Como, historicamente, a mulher sempre foi a escolhida e o homem o que escolhe, fechar os olhos para as puladas de cerca do parceiro é um comportamento mais comum entre o sexo feminino, mas não é uma regra, afinal, mulheres também traem. "Os homens que fingem não ver que estão sendo traídos são aqueles que temem a ruptura do esquema familiar montado, porque para eles é importante contar com esse porto seguro", diz Carmen.
 
 

Aceitar a rejeição 

 
O casamento –mesmo sem papel passado e cerimônia religiosa– é um projeto de vida do qual não é fácil se desfazer. Mesmo com a evolução dos costumes, há muitos fatores envolvidos, e o amor é apenas um deles. Com a independência econômica da mulher, a queda do tabu da virgindade e a legalização do divórcio, a situação do adultério também sofreu mudanças.

"Ninguém precisa mais permanecer na relação quando acontece uma traição. A divisão dos bens é administrada pela Justiça. Mas a questão da rejeição não desaparece. Uma vez que as pessoas escolhem com quem se relacionam,  ser ‘trocado’ é uma ofensa. Por essa razão muita gente evita ao máximo confrontá-la. Negar para si mesmo a traição nos protege dessa dor e do vexame social", diz a psicóloga Maria Teresa Reginato.
 
Negação é um mecanismo de defesa humano, que tenta preservar o psiquismo da dor nas mais diversas circunstâncias: doenças, desastres, tragédias, mortes. "No entanto, qualquer mecanismo de defesa psíquico é um instrumento de uso limitado, porque não podemos passar a vida toda evitando as feridas emocionais. Precisamos aprender a lidar com elas ou adoecemos", afirma Maria Teresa. 
 

 

Fugir não resolve

 
A fuga traz mais malefícios do que vantagens ao relacionamento. O principal é o afastamento do casal. 

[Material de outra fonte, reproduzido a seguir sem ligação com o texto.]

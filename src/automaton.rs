//! Neighbour-count cellular automaton
//!
//! Each site's fate depends only on how many Voronoi neighbours it has and
//! three thresholds `A < B < C`:
//!
//! | neighbours | fate |
//! |---|---|
//! | `n < A` | dies |
//! | `A <= n < B` | survives |
//! | `B <= n < C` | survives and spawns a child |
//! | `n >= C` | dies (overcrowded) |
//!
//! A child is placed halfway to the parent's furthest neighbour, jittered by
//! up to one unit per axis. The next generation is survivors followed by
//! children, truncated to the population cap.

use glam::DVec2;
use rand::Rng;

#[cfg(feature = "serde")]
use serde::{Deserialize, Serialize};

use crate::error::{AutomatonError, Result};
use crate::generation::adjacency::Adjacency;
use crate::geometry::Bounds;

/// Birth/survival/death thresholds `A < B < C`
#[cfg_attr(feature = "serde", derive(Serialize, Deserialize))]
#[derive(Debug, Clone, Copy, PartialEq, Eq)]
pub struct Thresholds {
    /// `A`: fewer neighbours than this and the site dies
    pub survive: usize,
    /// `B`: at least this many and the site spawns
    pub spawn: usize,
    /// `C`: at least this many and the site dies of overcrowding
    pub overcrowd: usize,
}

impl Thresholds {
    /// Create thresholds
    ///
    /// # Errors
    ///
    /// Returns `InvalidConfig` unless `survive < spawn < overcrowd`
    pub fn new(survive: usize, spawn: usize, overcrowd: usize) -> Result<Self> {
        if !(survive < spawn && spawn < overcrowd) {
            return Err(AutomatonError::InvalidConfig(format!(
                "thresholds must satisfy A < B < C (got {}, {}, {})",
                survive, spawn, overcrowd
            )));
        }
        Ok(Self {
            survive,
            spawn,
            overcrowd,
        })
    }

    /// Classify a site by its neighbour count
    #[inline]
    pub fn fate(&self, neighbor_count: usize) -> Fate {
        if neighbor_count < self.survive {
            Fate::Dies
        } else if neighbor_count < self.spawn {
            Fate::Survives
        } else if neighbor_count < self.overcrowd {
            Fate::Spawns
        } else {
            Fate::Overcrowded
        }
    }
}

impl Default for Thresholds {
    fn default() -> Self {
        Self {
            survive: 3,
            spawn: 6,
            overcrowd: 7,
        }
    }
}

/// What happens to a site in the next generation
#[derive(Debug, Clone, Copy, PartialEq, Eq, Hash)]
pub enum Fate {
    /// Too few neighbours
    Dies,
    /// Carried over unchanged
    Survives,
    /// Carried over and spawns one child
    Spawns,
    /// Too many neighbours
    Overcrowded,
}

impl Fate {
    #[inline]
    pub fn survives(self) -> bool {
        matches!(self, Fate::Survives | Fate::Spawns)
    }
}

/// Thresholds plus the population cap
#[cfg_attr(feature = "serde", derive(Serialize, Deserialize))]
#[derive(Debug, Clone, Copy, PartialEq)]
pub struct Rules {
    pub thresholds: Thresholds,
    /// Hard cap on the site count of any generation
    pub max_sites: usize,
}

impl Default for Rules {
    fn default() -> Self {
        Self {
            thresholds: Thresholds::default(),
            max_sites: 1000,
        }
    }
}

/// Outcome of one automaton step
#[derive(Debug, Clone, Default)]
pub struct Generation {
    /// Survivors followed by children, at most `max_sites` long
    pub sites: Vec<DVec2>,
    /// Children spawned (before truncation)
    pub births: usize,
    /// Sites removed by either death rule
    pub deaths: usize,
}

/// Advance the automaton by one generation
///
/// `adjacency` must describe `sites`; sites it does not cover read as having
/// no neighbours and die.
pub fn step<R: Rng>(
    sites: &[DVec2],
    adjacency: &Adjacency,
    rules: &Rules,
    bounds: &Bounds,
    rng: &mut R,
) -> Generation {
    let mut survivors = Vec::with_capacity(sites.len());
    let mut spawns = Vec::new();

    for (i, &site) in sites.iter().enumerate() {
        let fate = rules.thresholds.fate(adjacency.neighbor_count(i));
        if !fate.survives() {
            continue;
        }

        survivors.push(site);

        if fate == Fate::Spawns {
            if let Some(child) = spawn_child(i, sites, adjacency, bounds, rng) {
                spawns.push(child);
            }
        }
    }

    let births = spawns.len();
    let deaths = sites.len() - survivors.len();

    let mut next = survivors;
    next.extend(spawns);
    next.truncate(rules.max_sites);

    Generation {
        sites: next,
        births,
        deaths,
    }
}

/// Child of site `i`: midpoint with its furthest neighbour, jittered and clamped
fn spawn_child<R: Rng>(
    i: usize,
    sites: &[DVec2],
    adjacency: &Adjacency,
    bounds: &Bounds,
    rng: &mut R,
) -> Option<DVec2> {
    let Some(j) = adjacency.furthest_neighbor(i, sites) else {
        log::warn!("site {} qualifies to spawn but has no neighbours", i);
        return None;
    };

    let midpoint = (sites[i] + sites[j]) * 0.5;
    let jitter = DVec2::new(rng.gen_range(-1.0..=1.0), rng.gen_range(-1.0..=1.0));

    Some(bounds.clamp(midpoint + jitter))
}

#[cfg(test)]
mod tests {
    use super::*;
    use rand::SeedableRng;
    use rand_chacha::ChaCha8Rng;
    use std::collections::BTreeSet;

    /// Adjacency where every site in `counts` gets that many neighbours from a pool of far sites
    fn star_adjacency(counts: &[usize], pool: usize) -> Adjacency {
        let total = counts.len() + pool;
        let mut neighbor_sets = vec![BTreeSet::new(); total];
        for (i, &n) in counts.iter().enumerate() {
            for k in 0..n {
                let j = counts.len() + k;
                neighbor_sets[i].insert(j);
                neighbor_sets[j].insert(i);
            }
        }
        let neighbor_counts = neighbor_sets.iter().map(BTreeSet::len).collect();
        Adjacency {
            neighbor_sets,
            neighbor_counts,
            ..Default::default()
        }
    }

    #[test]
    fn test_thresholds_validation() {
        assert!(Thresholds::new(3, 6, 7).is_ok());
        assert!(Thresholds::new(3, 3, 7).is_err());
        assert!(Thresholds::new(5, 4, 7).is_err());
        assert!(Thresholds::new(3, 7, 7).is_err());
    }

    #[test]
    fn test_fate_bands() {
        let t = Thresholds::default();
        assert_eq!(t.fate(0), Fate::Dies);
        assert_eq!(t.fate(2), Fate::Dies);
        assert_eq!(t.fate(3), Fate::Survives);
        assert_eq!(t.fate(5), Fate::Survives);
        assert_eq!(t.fate(6), Fate::Spawns);
        assert_eq!(t.fate(7), Fate::Overcrowded);
        assert_eq!(t.fate(12), Fate::Overcrowded);
    }

    #[test]
    fn test_step_birth_and_death() {
        // Sites 0..3 have 2, 6 and 7 neighbours; the pool sits far away on a line
        let counts = [2, 6, 7];
        let pool = 7;
        let adjacency = star_adjacency(&counts, pool);

        let mut sites = vec![
            DVec2::new(100.0, 100.0),
            DVec2::new(200.0, 100.0),
            DVec2::new(300.0, 100.0),
        ];
        sites.extend((0..pool).map(|k| DVec2::new(50.0 * k as f64, 400.0)));

        let bounds = Bounds::new(1000.0, 1000.0);
        let mut rng = ChaCha8Rng::seed_from_u64(7);
        let generation = step(&sites, &adjacency, &Rules::default(), &bounds, &mut rng);

        // Pool site k has 3 links for k < 2, 2 links for k < 6, else 1.
        // Survivors: site 1 (spawns) and pool sites k = 0, 1.
        assert_eq!(generation.births, 1);
        assert_eq!(generation.sites.len(), 3 + 1);
        assert_eq!(generation.sites[0], sites[1]);
        assert_eq!(generation.deaths, sites.len() - 3);

        // Child lies near the midpoint of site 1 and its furthest pool neighbour (k = 0)
        let child = generation.sites[3];
        let expected = (sites[1] + sites[counts.len()]) * 0.5;
        assert!((child.x - expected.x).abs() <= 1.0);
        assert!((child.y - expected.y).abs() <= 1.0);
    }

    #[test]
    fn test_step_respects_cap() {
        let counts = vec![6; 20];
        let adjacency = star_adjacency(&counts, 6);
        let sites: Vec<DVec2> = (0..26).map(|i| DVec2::new(i as f64 * 10.0, 50.0)).collect();

        let rules = Rules {
            max_sites: 25,
            ..Default::default()
        };
        let bounds = Bounds::new(500.0, 500.0);
        let mut rng = ChaCha8Rng::seed_from_u64(1);
        let generation = step(&sites, &adjacency, &rules, &bounds, &mut rng);

        assert_eq!(generation.births, 20);
        assert_eq!(generation.sites.len(), 25);
        // Prefix truncation keeps every survivor before any child
        assert_eq!(&generation.sites[..20], &sites[..20]);
    }

    #[test]
    fn test_spawn_without_neighbors_is_skipped() {
        // Counts claim 6 neighbours but the sets are empty (stale snapshot)
        let adjacency = Adjacency {
            neighbor_sets: vec![BTreeSet::new()],
            neighbor_counts: vec![6],
            ..Default::default()
        };
        let sites = vec![DVec2::new(10.0, 10.0)];
        let mut rng = ChaCha8Rng::seed_from_u64(3);

        let generation = step(
            &sites,
            &adjacency,
            &Rules::default(),
            &Bounds::new(100.0, 100.0),
            &mut rng,
        );

        assert_eq!(generation.sites, sites);
        assert_eq!(generation.births, 0);
        assert_eq!(generation.deaths, 0);
    }

    #[test]
    fn test_child_clamped_to_bounds() {
        let sites = vec![DVec2::new(0.0, 0.0), DVec2::new(0.0, 0.0)];
        let mut neighbor_sets = vec![BTreeSet::new(); 2];
        neighbor_sets[0].insert(1);
        neighbor_sets[1].insert(0);
        let adjacency = Adjacency {
            neighbor_sets,
            neighbor_counts: vec![6, 6],
            ..Default::default()
        };

        let bounds = Bounds::new(10.0, 10.0);
        let mut rng = ChaCha8Rng::seed_from_u64(11);
        for _ in 0..20 {
            let generation = step(&sites, &adjacency, &Rules::default(), &bounds, &mut rng);
            for child in &generation.sites[2..] {
                assert!(bounds.contains(*child));
            }
        }
    }
}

De acordo com a psicóloga Marjorie Vicente, aos poucos, a pessoa traída vai perdendo a autoconfiança, o respeito por si mesma e o limite do que é aceitável ou não. "Esse é o resultado de viver em desacordo com os próprios valores", declara.

Se a fidelidade é fundamental e importante para uma pessoa, dor, raiva e ressentimento vão se acumulado. É inevitável que, no dia em que ela chegar ao limite, o resultado seja desastroso (bem pior do que se tivesse encarado a situação desde o início).

Para acabar com o sofrimento sufocado, é preciso perder o medo de enfrentar a realidade. Como? O primeiro passo é compreender que, por pior que seja assumir a verdade, esse é o melhor caminho. A infelicidade faz mal para a saúde física e mental, segundo especialistas.

"Enfrentar a vida como ela é pode ser difícil, dói, dá trabalho, mas traz amadurecimento e novas oportunidades de felicidade. A crise pode significar uma oportunidade de mudança, de rever o que está errado e o que se pode mudar", afirma Carmen Cerqueira Cesar.